**Work required:**
In full and without alteration, output each record given here.

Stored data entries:

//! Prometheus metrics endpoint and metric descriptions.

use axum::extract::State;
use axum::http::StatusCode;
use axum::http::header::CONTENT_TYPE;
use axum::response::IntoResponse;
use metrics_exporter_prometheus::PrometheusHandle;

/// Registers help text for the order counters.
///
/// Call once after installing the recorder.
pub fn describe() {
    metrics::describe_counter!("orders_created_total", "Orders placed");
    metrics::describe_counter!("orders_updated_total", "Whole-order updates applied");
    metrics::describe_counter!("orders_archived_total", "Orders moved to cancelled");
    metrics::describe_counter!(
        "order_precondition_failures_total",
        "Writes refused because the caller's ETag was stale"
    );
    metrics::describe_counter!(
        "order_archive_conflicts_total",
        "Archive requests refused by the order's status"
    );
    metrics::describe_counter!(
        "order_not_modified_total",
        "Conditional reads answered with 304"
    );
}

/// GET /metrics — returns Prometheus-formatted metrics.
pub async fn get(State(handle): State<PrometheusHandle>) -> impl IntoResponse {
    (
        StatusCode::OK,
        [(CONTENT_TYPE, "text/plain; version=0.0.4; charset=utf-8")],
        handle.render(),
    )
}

**Solution:**
//! Prometheus metrics endpoint and metric descriptions.

use axum::extract::State;
use axum::http::StatusCode;
use axum::http::header::CONTENT_TYPE;
use axum::response::IntoResponse;
use metrics_exporter_prometheus::PrometheusHandle;

/// Registers help text for the order counters.
///
/// Call once after installing the recorder.
pub fn describe() {
    metrics::describe_counter!("orders_created_total", "Orders placed");
    metrics::describe_counter!("orders_updated_total", "Whole-order updates applied");
    metrics::describe_counter!("orders_archived_total", "Orders moved to cancelled");
    metrics::describe_counter!(
        "order_precondition_failures_total",
        "Writes refused because the caller's ETag was stale"
    );
    metrics::describe_counter!(
        "order_archive_conflicts_total",
        "Archive requests refused by the order's status"
    );
    metrics::describe_counter!(
        "order_not_modified_total",
        "Conditional reads answered with 304"
    );
}

/// GET /metrics — returns Prometheus-formatted metrics.
pub async fn get(State(handle): State<PrometheusHandle>) -> impl IntoResponse {
    (
        StatusCode::OK,
        [(CONTENT_TYPE, "text/plain; version=0.0.4; charset=utf-8")],
        handle.render(),
    )
}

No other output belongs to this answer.